Return the data below exactly, stopping after the line with "what the dashboard".

═════ Exercise input ═════

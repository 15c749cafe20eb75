//! Wire contracts for the crowd analytics service.
//!
//! Tracks flow in from the external tracker; alerts, live frame messages and
//! batch reports flow out to clients. Field names follow what the dashboard
//! frontend reads, which is why a few of them are camelCase.

use serde::{Deserialize, Serialize};
use std::fmt;

/// Opaque identity assigned by the tracker, stable across frames.
#[derive(Debug, Clone, Copy, PartialEq, Eq, Hash, PartialOrd, Ord, Serialize, Deserialize)]
#[serde(transparent)]
pub struct TrackId(pub u64);

impl fmt::Display for TrackId {
    fn fmt(&self, f: &mut fmt::Formatter<'_>) -> fmt::Result {
        write!(f, "{}", self.0)
    }
}

/// Axis-aligned box in integer pixel coordinates (top-left, bottom-right).
#[derive(Debug, Clone, Copy, PartialEq, Eq, Serialize, Deserialize)]
pub struct PixelBox {
    pub x1: i32,
    pub y1: i32,
    pub x2: i32,
    pub y2: i32,
}

impl PixelBox {
    pub fn new(x1: i32, y1: i32, x2: i32, y2: i32) -> Self {
        Self { x1, y1, x2, y2 }
    }

    pub fn width(&self) -> i32 {
        self.x2.saturating_sub(self.x1)
    }

    pub fn height(&self) -> i32 {
        self.y2.saturating_sub(self.y1)
    }

    /// Ground-position proxy: horizontal midpoint, 80% of the way down the box.
    ///
    /// Both coordinates lie between the box edges, so the arithmetic is done
    /// in i64 and always narrows back without loss.
    pub fn anchor(&self) -> (i32, i32) {
        let (x1, y1) = (i64::from(self.x1), i64::from(self.y1));
        let (x2, y2) = (i64::from(self.x2), i64::from(self.y2));
        let cx = (x1 + x2).div_euclid(2);
        let cy = y1 + ((y2 - y1) as f64 * 0.8) as i64;
        (narrow(cx), narrow(cy))
    }

    /// Intersection over union; zero for degenerate boxes.
    pub fn iou(&self, other: &PixelBox) -> f32 {
        let span = |lo: i32, hi: i32| (i64::from(hi) - i64::from(lo)).max(0) as f64;

        let iw = span(self.x1.max(other.x1), self.x2.min(other.x2));
        let ih = span(self.y1.max(other.y1), self.y2.min(other.y2));
        let intersection = iw * ih;

        let area_a = span(self.x1, self.x2) * span(self.y1, self.y2);
        let area_b = span(other.x1, other.x2) * span(other.y1, other.y2);
        let union = area_a + area_b - intersection;

        if union > 0.0 {
            (intersection / union) as f32
        } else {
            0.0
        }
    }
}

fn narrow(value: i64) -> i32 {
    i32::try_from(value).unwrap_or(if value < 0 { i32::MIN } else { i32::MAX })
}

/// A confirmed track for the current frame.
#[derive(Debug, Clone, PartialEq, Serialize, Deserialize)]
pub struct Track {
    pub id: TrackId,
    pub bbox: PixelBox,
    /// Confidence of the detection matched this frame, if any
    #[serde(default, skip_serializing_if = "Option::is_none")]
    pub confidence: Option<f32>,
}

/// A person candidate produced by the detector, before tracking.
#[derive(Debug, Clone, Copy, PartialEq, Serialize, Deserialize)]
pub struct PersonDetection {
    pub bbox: PixelBox,
    pub confidence: f32,
}

/// Alert category as shown to operators.
#[derive(Debug, Clone, Copy, PartialEq, Eq, Serialize, Deserialize)]
pub enum AlertType {
    /// Live entry into congestion, raised without debounce
    #[serde(rename = "High Risk Detected")]
    HighRiskDetected,
    /// Completed sustained-congestion interval from a batch job
    #[serde(rename = "High Risk Event")]
    HighRiskEvent,
}

#[derive(Debug, Clone, PartialEq, Serialize, Deserialize)]
pub struct AlertMessage {
    pub id: String,
    #[serde(rename = "type")]
    pub alert_type: AlertType,
    pub message: String,
}

#[derive(Debug, Clone, Copy, PartialEq, Eq, Serialize, Deserialize)]
pub struct GridDimensions {
    pub rows: usize,
    pub cols: usize,
}

#[derive(Debug, Clone, Copy, PartialEq, Eq, Default, Serialize, Deserialize)]
pub enum RiskLevel {
    High,
    #[default]
    Low,
}

/// Forecast section of a batch report.
#[derive(Debug, Clone, PartialEq, Serialize, Deserialize)]
pub struct PredictionReport {
    /// Horizon label, e.g. "30s"
    pub prediction_horizon: String,
    /// Forecast cells at or above the density threshold, as `[row, col]`
    pub high_risk_zones: Vec<[usize; 2]>,
    pub expected_risk_level: RiskLevel,
    pub expected_max_density: u32,
    /// Base64 PNG of the forecast overlay
    pub heatmap_prediction_b64: Option<String>,
}

impl PredictionReport {
    /// Report used when the history window never filled.
    pub fn empty(horizon_secs: f64) -> Self {
        Self {
            prediction_horizon: format!("{}s", horizon_secs),
            high_risk_zones: Vec::new(),
            expected_risk_level: RiskLevel::Low,
            expected_max_density: 0,
            heatmap_prediction_b64: None,
        }
    }
}

#[derive(Debug, Clone, PartialEq, Serialize, Deserialize)]
pub struct CountSummary {
    pub max_people_detected: usize,
    pub avg_people_detected: f64,
}

#[derive(Debug, Clone, PartialEq, Serialize, Deserialize)]
pub struct SecondCount {
    pub second: usize,
    pub count: f64,
}

/// Result of analysing one recorded video end-to-end.
#[derive(Debug, Clone, PartialEq, Serialize, Deserialize)]
pub struct BatchReport {
    pub processed_video_url: String,
    /// Absent when nobody was ever seen, so there is nothing to render
    pub heatmap_image_url: Option<String>,
    pub alerts: Vec<AlertMessage>,
    pub summary: CountSummary,
    pub prediction: PredictionReport,
    pub people_count_by_second: Vec<SecondCount>,
    pub grid_counts_over_time: Vec<Vec<Vec<u32>>>,
    pub grid_dimensions: GridDimensions,
}

/// First message of a live WebSocket session.
#[derive(Debug, Clone, PartialEq, Eq, Serialize, Deserialize)]
#[serde(tag = "source", rename_all = "snake_case")]
pub enum LiveSource {
    /// Capture device attached to the server
    Webcam,
    /// Network stream pulled by the server
    Stream { url: String },
    /// Frames pushed by the client over the socket
    Client,
}

/// A client-pushed frame (base64 JPEG) on a `client` live session.
#[derive(Debug, Clone, Serialize, Deserialize)]
pub struct ClientFrame {
    pub frame: String,
}

#[derive(Debug, Clone, PartialEq, Serialize, Deserialize)]
pub struct LivePrediction {
    pub heatmap_prediction_b64: String,
    pub expected_risk_level: RiskLevel,
}

#[derive(Debug, Clone, Copy, PartialEq, Serialize, Deserialize)]
pub struct ChartDataPoint {
    pub count: f64,
}

/// Per-frame message on a live session.
#[derive(Debug, Clone, PartialEq, Serialize, Deserialize)]
pub struct LiveFrameMessage {
    /// Base64 JPEG of the annotated frame
    pub frame: String,
    pub total_count: usize,
    pub alerts: Vec<AlertMessage>,
    pub grid_counts: Vec<Vec<u32>>,
    pub grid_dimensions: GridDimensions,
    /// PNG data URI of the accumulated heatmap
    #[serde(rename = "liveHeatmap", default, skip_serializing_if = "Option::is_none")]
    pub live_heatmap: Option<String>,
    #[serde(rename = "livePrediction", default, skip_serializing_if = "Option::is_none")]
    pub live_prediction: Option<LivePrediction>,
    #[serde(rename = "chartDataPoint", default, skip_serializing_if = "Option::is_none")]
    pub chart_data_point: Option<ChartDataPoint>,
}

#[derive(Debug, Clone, Serialize, Deserialize)]
pub struct ErrorMessage {
    pub error: String,
}

impl ErrorMessage {
    pub fn new(error: impl Into<String>) -> Self {
        Self {
            error: error.into(),
        }
    }
}

// ---------------------------------------------------------------------------
// Remote inference contracts
// ---------------------------------------------------------------------------

/// Frame submitted to a remote inference endpoint.
#[derive(Debug, Clone, Serialize, Deserialize)]
pub struct VideoFrame {
    /// Session or stream the frame belongs to
    pub source_id: String,

    /// Frame timestamp (Unix timestamp in milliseconds)
    pub timestamp: u64,

    /// Frame sequence number
    pub sequence: u64,

    pub width: u32,
    pub height: u32,

    /// Image format of `data` ("jpeg")
    pub format: String,

    /// Base64 encoded image
    pub data: String,
}

/// Box as returned by the remote endpoint (x, y, width, height).
#[derive(Debug, Clone, Copy, PartialEq, Eq, Serialize, Deserialize)]
pub struct BoundingBox {
    pub x: u32,
    pub y: u32,
    pub width: u32,
    pub height: u32,
}

impl From<BoundingBox> for PixelBox {
    fn from(b: BoundingBox) -> Self {
        let x1 = i32::try_from(b.x).unwrap_or(i32::MAX);
        let y1 = i32::try_from(b.y).unwrap_or(i32::MAX);
        let w = i32::try_from(b.width).unwrap_or(i32::MAX);
        let h = i32::try_from(b.height).unwrap_or(i32::MAX);
        PixelBox::new(x1, y1, x1.saturating_add(w), y1.saturating_add(h))
    }
}

#[derive(Debug, Clone, Serialize, Deserialize)]
pub struct Detection {
    /// Object class label
    pub class: String,

    /// Detection confidence (0.0 to 1.0)
    pub confidence: f32,

    pub bbox: BoundingBox,
}

/// Response of the remote inference endpoint.
#[derive(Debug, Clone, Serialize, Deserialize)]
pub struct InferenceResult {
    pub detections: Vec<Detection>,

    #[serde(default, skip_serializing_if = "Option::is_none")]
    pub processing_time_ms: Option<u64>,
}

#[cfg(test)]
mod tests {
    use super::*;

    #[test]
    fn test_anchor_is_biased_towards_feet() {
        let b = PixelBox::new(100, 100, 141, 200);
        assert_eq!(b.anchor(), (120, 180));

        // truncation, not rounding, on the vertical offset
        let b = PixelBox::new(0, 0, 10, 9);
        assert_eq!(b.anchor(), (5, 7));
    }

    #[test]
    fn test_anchor_floors_negative_midpoints() {
        let b = PixelBox::new(-5, 0, 0, 10);
        assert_eq!(b.anchor().0, -3);
    }

    #[test]
    fn test_iou() {
        let a = PixelBox::new(0, 0, 10, 10);
        let b = PixelBox::new(5, 0, 15, 10);
        assert!((a.iou(&b) - 50.0 / 150.0).abs() < 1e-6);
        assert_eq!(a.iou(&PixelBox::new(20, 20, 30, 30)), 0.0);
        assert_eq!(a.iou(&PixelBox::new(3, 3, 3, 3)), 0.0);
    }

    #[test]
    fn test_alert_serialization() {
        let alert = AlertMessage {
            id: "live-dense-1-2".to_string(),
            alert_type: AlertType::HighRiskDetected,
            message: "Congestion in Central Area".to_string(),
        };

        let json = serde_json::to_value(&alert).unwrap();
        assert_eq!(json["type"], "High Risk Detected");
        assert_eq!(json["id"], "live-dense-1-2");
    }

    #[test]
    fn test_live_source_handshake() {
        let webcam: LiveSource = serde_json::from_str(r#"{"source":"webcam"}"#).unwrap();
        assert_eq!(webcam, LiveSource::Webcam);

        let stream: LiveSource =
            serde_json::from_str(r#"{"source":"stream","url":"rtsp://cam/1"}"#).unwrap();
        assert_eq!(
            stream,
            LiveSource::Stream {
                url: "rtsp://cam/1".to_string()
            }
        );

        assert!(serde_json::from_str::<LiveSource>(r#"{"source":"satellite"}"#).is_err());
    }

    #[test]
    fn test_live_message_omits_periodic_fields() {
        let msg = LiveFrameMessage {
            frame: "abc".to_string(),
            total_count: 3,
            alerts: vec![],
            grid_counts: vec![vec![0, 3], vec![0, 0]],
            grid_dimensions: GridDimensions { rows: 2, cols: 2 },
            live_heatmap: None,
            live_prediction: None,
            chart_data_point: Some(ChartDataPoint { count: 2.5 }),
        };

        let json = serde_json::to_value(&msg).unwrap();
        assert!(json.get("liveHeatmap").is_none());
        assert!(json.get("livePrediction").is_none());
        assert_eq!(json["chartDataPoint"]["count"], 2.5);
        assert_eq!(json["grid_dimensions"]["rows"], 2);
    }

    #[test]
    fn test_remote_box_conversion() {
        let pixel: PixelBox = BoundingBox {
            x: 10,
            y: 20,
            width: 30,
            height: 40,
        }
        .into();
        assert_eq!(pixel, PixelBox::new(10, 20, 40, 60));
    }

    #[test]
    fn test_extreme_boxes_do_not_overflow() {
        let huge: PixelBox = BoundingBox {
            x: 1_500_000_000,
            y: 10,
            width: 1_000_000_000,
            height: 20,
        }
        .into();
        assert_eq!(huge.x2, i32::MAX);
        let (cx, cy) = huge.anchor();
        assert!(cx >= huge.x1 && cx <= huge.x2);
        assert_eq!(cy, 26);

        let wide = PixelBox::new(i32::MIN, i32::MIN, i32::MAX, i32::MAX);
        assert_eq!(wide.anchor(), (-1, i32::MAX - 858_993_459));
        assert_eq!(wide.width(), i32::MAX);

        let big = PixelBox::new(0, 0, 50_000, 50_000);
        assert!((big.iou(&big) - 1.0).abs() < 1e-6);
        let half = PixelBox::new(0, 0, 25_000, 50_000);
        assert!((big.iou(&half) - 0.5).abs() < 1e-6);
        assert!(wide.iou(&big) > 0.0);
    }

    #[test]
    fn test_empty_prediction_report() {
        let report = PredictionReport::empty(30.0);
        assert_eq!(report.prediction_horizon, "30s");
        assert_eq!(report.expected_risk_level, RiskLevel::Low);
        assert!(report.heatmap_prediction_b64.is_none());
    }
}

═════

Output for this exercise:
repository 15c749cafe20eb75
//! Wire contracts for the crowd analytics service.
//!
//! Tracks flow in from the external tracker; alerts, live frame messages and
//! batch reports flow out to clients. Field names follow what the dashboard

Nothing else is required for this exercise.